Saturday, May 14, 2022

Sekarang Aku Tahu

Tentang Makanan yang Paling Dikangenin

Kalau ada yang bertanya pada saya, makanan apa yang saya kangenin dari Semarang, saya akan menjawab Tahu Petis. Makanan ini tidak bisa saya temukan di kota lain, sekeras apapun saya berusaha. Entah apa yang menyebabkan kepopulerannya hanya berhenti di ibu kota provinsi Jawa Tengah tersebut. Padahal menurut saya rasa makanan ini seharusnya cukup bisa diterima oleh lidah banyak orang.

Kenyal tahu yang digoreng hingga berkulit, berpadu dengan legit rasa petis. Tahunya sengaja tidak dibumbui atau dibumbui ringan saja. Supaya rasanya tidak balapan. Petisnya bertekstur seperti paste karena dicampur dengan gula. Makanan yang saling melengkapi karena kurang menarik kalau sendiri.

Ah mungkin yang menyebabkan makanan ini kurang populer adalah statusnya yang sedikit nanggung. Bukan tipe makanan yang gampang dinikmati kalau sedang acara formal. Lebih enak dikunyah sambil dasteran di rumah.

Kurang pas juga jadi lauk karena rasanya cenderung manis. Tapi jadi cemilan teman minum teh juga tidak cocok. Karena rasa manis petis yang tajam membuat teh nasgitel berkurang faktor legi-nya. Sungguh tipe makanan independen yang sulit dipadukan dengan makanan lain. Terlalu overpowering.

Sebetulnya ini ngomongin makanan atau sifat alumni ITB kebanyakan? :')

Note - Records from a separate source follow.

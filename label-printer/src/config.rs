//! Generator configuration
//!
//! Defaults reproduce the fixed values both printer families expect;
//! `from_env` lets a deployment override them without code changes.
//! Every value ends up inside the command stream, so generators check the
//! config before writing anything.

use std::str::FromStr;

use serde::{Deserialize, Serialize};

use crate::error::{LabelError, LabelResult};

/// Parse an override, keeping `default` when the variable is unset
fn env_override<T: FromStr>(
    lookup: &impl Fn(&str) -> Option<String>,
    key: &str,
    field: &'static str,
    default: T,
) -> LabelResult<T> {
    match lookup(key) {
        None => Ok(default),
        Some(raw) => raw.trim().parse().map_err(|_| LabelError::InvalidConfig {
            field,
            reason: format!("{}={:?} is not a valid value", key, raw),
        }),
    }
}

/// CPCL page setup
#[derive(Debug, Clone, PartialEq, Serialize, Deserialize)]
#[serde(default)]
pub struct CpclConfig {
    /// Dots subtracted from the page height so the printer does not
    /// spill onto a second label
    pub footer_reserve_dots: i64,
}

impl Default for CpclConfig {
    fn default() -> Self {
        Self {
            footer_reserve_dots: 12,
        }
    }
}

impl CpclConfig {
    /// Read `LABEL_CPCL_FOOTER_DOTS`
    pub fn from_env() -> LabelResult<Self> {
        Self::from_lookup(|key| std::env::var(key).ok())
    }

    /// Build from any key/value source
    pub fn from_lookup(lookup: impl Fn(&str) -> Option<String>) -> LabelResult<Self> {
        let defaults = Self::default();
        let config = Self {
            footer_reserve_dots: env_override(
                &lookup,
                "LABEL_CPCL_FOOTER_DOTS",
                "footer_reserve_dots",
                defaults.footer_reserve_dots,
            )?,
        };
        config.validate()?;
        Ok(config)
    }

    pub fn validate(&self) -> LabelResult<()> {
        if self.footer_reserve_dots < 0 {
            return Err(LabelError::InvalidConfig {
                field: "footer_reserve_dots",
                reason: format!("must be >= 0, got {}", self.footer_reserve_dots),
            });
        }
        Ok(())
    }
}

/// What the TSPL generator does with a vertical barcode
#[derive(Debug, Clone, Copy, PartialEq, Eq, Default, Serialize, Deserialize)]
#[serde(rename_all = "lowercase")]
pub enum VerticalBarcodePolicy {
    /// Fail generation with `UnsupportedOrientation`
    #[default]
    Reject,
    /// Print it horizontally and log a warning
    Normalize,
}

impl FromStr for VerticalBarcodePolicy {
    type Err = String;

    fn from_str(s: &str) -> Result<Self, Self::Err> {
        match s.to_ascii_lowercase().as_str() {
            "reject" => Ok(Self::Reject),
            "normalize" => Ok(Self::Normalize),
            other => Err(format!("unknown vertical barcode policy: {}", other)),
        }
    }
}

/// TSPL page setup
#[derive(Debug, Clone, PartialEq, Serialize, Deserialize)]
#[serde(default)]
pub struct TsplConfig {
    /// Font resource for TEXT; the default is the simplified-Chinese
    /// bitmap font so CJK product names print
    pub font: String,
    /// Gap between labels (mm)
    pub gap_mm: f64,
    /// Gap offset (mm)
    pub gap_offset_mm: f64,
    pub vertical_barcode: VerticalBarcodePolicy,
}

impl Default for TsplConfig {
    fn default() -> Self {
        Self {
            font: "TSS24.BF2".to_string(),
            gap_mm: 2.0,
            gap_offset_mm: 0.0,
            vertical_barcode: VerticalBarcodePolicy::Reject,
        }
    }
}

impl TsplConfig {
    /// Read the `LABEL_TSPL_*` overrides
    pub fn from_env() -> LabelResult<Self> {
        Self::from_lookup(|key| std::env::var(key).ok())
    }

    /// Build from any key/value source
    pub fn from_lookup(lookup: impl Fn(&str) -> Option<String>) -> LabelResult<Self> {
        let defaults = Self::default();
        let config = Self {
            font: lookup("LABEL_TSPL_FONT").unwrap_or(defaults.font),
            gap_mm: env_override(&lookup, "LABEL_TSPL_GAP_MM", "gap_mm", defaults.gap_mm)?,
            gap_offset_mm: env_override(
                &lookup,
                "LABEL_TSPL_GAP_OFFSET_MM",
                "gap_offset_mm",
                defaults.gap_offset_mm,
            )?,
            vertical_barcode: env_override(
                &lookup,
                "LABEL_TSPL_VERTICAL_BARCODE",
                "vertical_barcode",
                defaults.vertical_barcode,
            )?,
        };
        config.validate()?;
        Ok(config)
    }

    /// Set the vertical barcode policy
    pub fn with_vertical_barcode(mut self, policy: VerticalBarcodePolicy) -> Self {
        self.vertical_barcode = policy;
        self
    }

    pub fn validate(&self) -> LabelResult<()> {
        if self.font.is_empty() {
            return Err(LabelError::InvalidConfig {
                field: "font",
                reason: "is empty".to_string(),
            });
        }
        if self.font.contains(['\r', '\n', '"']) {
            return Err(LabelError::InvalidConfig {
                field: "font",
                reason: format!("{:?} contains a line break or quote", self.font),
            });
        }
        for (field, mm) in [("gap_mm", self.gap_mm), ("gap_offset_mm", self.gap_offset_mm)] {
            if !mm.is_finite() || mm < 0.0 {
                return Err(LabelError::InvalidConfig {
                    field,
                    reason: format!("must be a finite value >= 0 mm, got {}", mm),
                });
            }
        }
        Ok(())
    }
}
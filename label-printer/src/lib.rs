//! # label-printer
//!
//! Turns a label layout (paper size in mm plus an ordered list of text,
//! line and barcode elements) into printer command text.
//!
//! ## Scope
//!
//! This crate handles WHAT the printer is told:
//! - CPCL pages (`! 0 203 203 ...`, space-separated commands)
//! - TSPL labels (`SIZE`/`GAP`/`CLS`, comma-separated commands)
//! - mm to dot conversion at 203 DPI
//! - device byte encoding (UTF-8 or GBK)
//!
//! Moving bytes to a printer stays in application code.
//!
//! Generation is pure and synchronous. The whole document is validated
//! first; on any error no command text is returned.
//!
//! ## Example
//!
//! ```ignore
//! use label_printer::{generate_cpcl, generate_tspl, LabelDocument, LabelElement};
//!
//! let doc = LabelDocument::new(50.0, 30.0)
//!     .with_element(LabelElement::text(5.0, 5.0, "HELLO"))
//!     .with_element(LabelElement::barcode(5.0, 12.0, "A-001", 10.0).with("showContent", true));
//!
//! let cpcl = generate_cpcl(&doc)?;
//! let tspl = generate_tspl(&doc)?;
//! ```

mod config;
mod cpcl;
mod encoding;
mod error;
mod layout;
mod tspl;
mod units;

use tracing::instrument;

// Re-exports
pub use config::{CpclConfig, TsplConfig, VerticalBarcodePolicy};
pub use cpcl::{CpclBuilder, CpclGenerator};
pub use encoding::{DeviceEncoding, Language, encode_commands};
pub use error::{LabelError, LabelResult};
pub use layout::{
    BarcodeElement, BarcodeOrientation, BarcodeText, BarcodeType, Element, Layout, LineElement,
    TextElement, validate, validate_parts,
};
pub use shared::models::{LabelDocument, LabelElement};
pub use tspl::{TsplBuilder, TsplGenerator};
pub use units::{DOTS_PER_MM, DPI, mm_to_dots};

/// Per-language entry points taking an element list and paper size
pub mod generate {
    pub use crate::cpcl::generate as cpcl;
    pub use crate::tspl::generate as tspl;
}

/// Generate CPCL commands for a document
#[instrument(skip(doc), fields(elements = doc.elements.len()))]
pub fn generate_cpcl(doc: &LabelDocument) -> LabelResult<String> {
    cpcl::generate_cpcl(doc)
}

/// Generate TSPL commands for a document
#[instrument(skip(doc), fields(elements = doc.elements.len()))]
pub fn generate_tspl(doc: &LabelDocument) -> LabelResult<String> {
    tspl::generate_tspl(doc)
}

/// Generate commands for `language` and encode them for the device
pub fn generate_bytes(doc: &LabelDocument, language: Language) -> LabelResult<Vec<u8>> {
    let commands = match language {
        Language::Cpcl => generate_cpcl(doc)?,
        Language::Tspl => generate_tspl(doc)?,
    };
    encode_commands(&commands, DeviceEncoding::default_for(language))
}

/// Parse the editor's JSON layout
pub fn parse_document(json: &str) -> LabelResult<LabelDocument> {
    Ok(serde_json::from_str(json)?)
}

Kenangan Tahu Petis Pak Bagong

Penjual tahu petis langganan keluarga saya dulu ada di daerah Krapyak. Pak Bagong nama pemilik gerobak gorengan tersebut. Tahun 90-an dagangannya selalu laris manis. Terutama ketika bulan puasa. Antriannya tak kalah dengan antrian restoran-restoran ternama di Jakarta. Kalau misalnya ada Michelin Star untuk penjual gorengan saya yakin Pak Bagong bisa mendapatkan bintangnya. 

Saking larisnya, pada awal 2000-an Pak Bagong sudah punya modal yang cukup untuk membuat usaha catering kawinan yang akhirnya berkembang menjadi salah satu catering kawinan terlaris di Semarang. Gerobak gorengannya mulai sering tidak digelar. Sampai akhirnya saat saya menikah tahun 2012, gerobak gorengan Pak Bagong sudah berhenti beroperasi selamanya.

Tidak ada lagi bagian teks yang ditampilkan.